Com isso, a aventura nunca ficará inteiramente à mercê do temido RNG (Random Number Generator, ou gerador de número aleatório em inglês; essencialmente o componente aleatório dos jogos). Sempre haverá uma margem de opção para as táticas do jogador, na medida em que faz-se necessário calcular com precisão a sequência de linhas escolhidas para abrir a porta e progredir na masmorra. Dessa forma, há sempre um esforço mental sendo feito ao lado do elemento de sorte.
A construção de uma atmosfera imersiva
Tal combinação de estratégia e sorte não é a única coisa que diferencia Sol Cesto de seus pares. Há de se destacar também a envolvente atmosfera de imersão construída pelo estilo de arte e pelo contexto narrativo da obra. De início, o charme logrado pelos desenhos e a criatividade presente nos designs dos monstros — diferentes de acordo com o bioma — e dos personagens contribuem para manter a atenção do jogador. A excelente trilha sonora também merece menção especial.
Além disso, a ambientação narrativa do jogo também é um fator para a sensação de imersão. Sol Cesto se passa em um mundo misterioso onde o Sol desapareceu, e a busca por ele motiva os personagens jogáveis. Essa premissa é por si só instigante e atrativa, o que estimula o mergulho no universo da obra.

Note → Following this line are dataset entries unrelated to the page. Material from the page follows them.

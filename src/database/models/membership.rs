use chrono::{DateTime, Utc};
use serde::{Deserialize, Serialize};
use uuid::Uuid;

/// One row per non-owner member of a group.
#[derive(Debug, Clone, PartialEq, Eq, Serialize, Deserialize, sqlx::FromRow)]
#[serde(rename_all = "camelCase")]
pub struct Membership {
    pub group_id: Uuid,
    pub user_id: Uuid,
    pub created_at: DateTime<Utc>,
}

/// How a viewer relates to a group. Exactly one holds at a time.
#[derive(Debug, Clone, Copy, PartialEq, Eq, Hash, Serialize, Deserialize)]
#[serde(rename_all = "snake_case")]
pub enum Relationship {
    Owner,
    Member,
    PendingRequester,
    RejectedRequester,
    Stranger,
}

impl Relationship {
    /// Owners and members may use the group chat.
    pub fn can_chat(&self) -> bool {
        matches!(self, Relationship::Owner | Relationship::Member)
    }
}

O advento de um personagem que oferece afirmações enigmáticas em troca de uma moeda de ouro é uma divertida adição a esse panorama.
Um perigo alarmante
Mesmo com todas as qualidades que expus ao longo do texto, surgiu em mim uma preocupação para a versão final do jogo. Depois de algumas horas me aventurando por Sol Cesto, o loop de gameplay começou a parecer trivial e repetitivo. Explico: a imersão sentida quase instantaneamente quando comecei a jogar começou a se dissipar com a sensação de que estava fazendo escolhas fáceis e cálculos que já fizera antes. É bem verdade que o jogo possui uma série de itens, melhorias e diferentes opções de personagem que modificam a experiência e diversificam a progressão, mas mesmo o uso deles não recuperou o envolvimento inicial.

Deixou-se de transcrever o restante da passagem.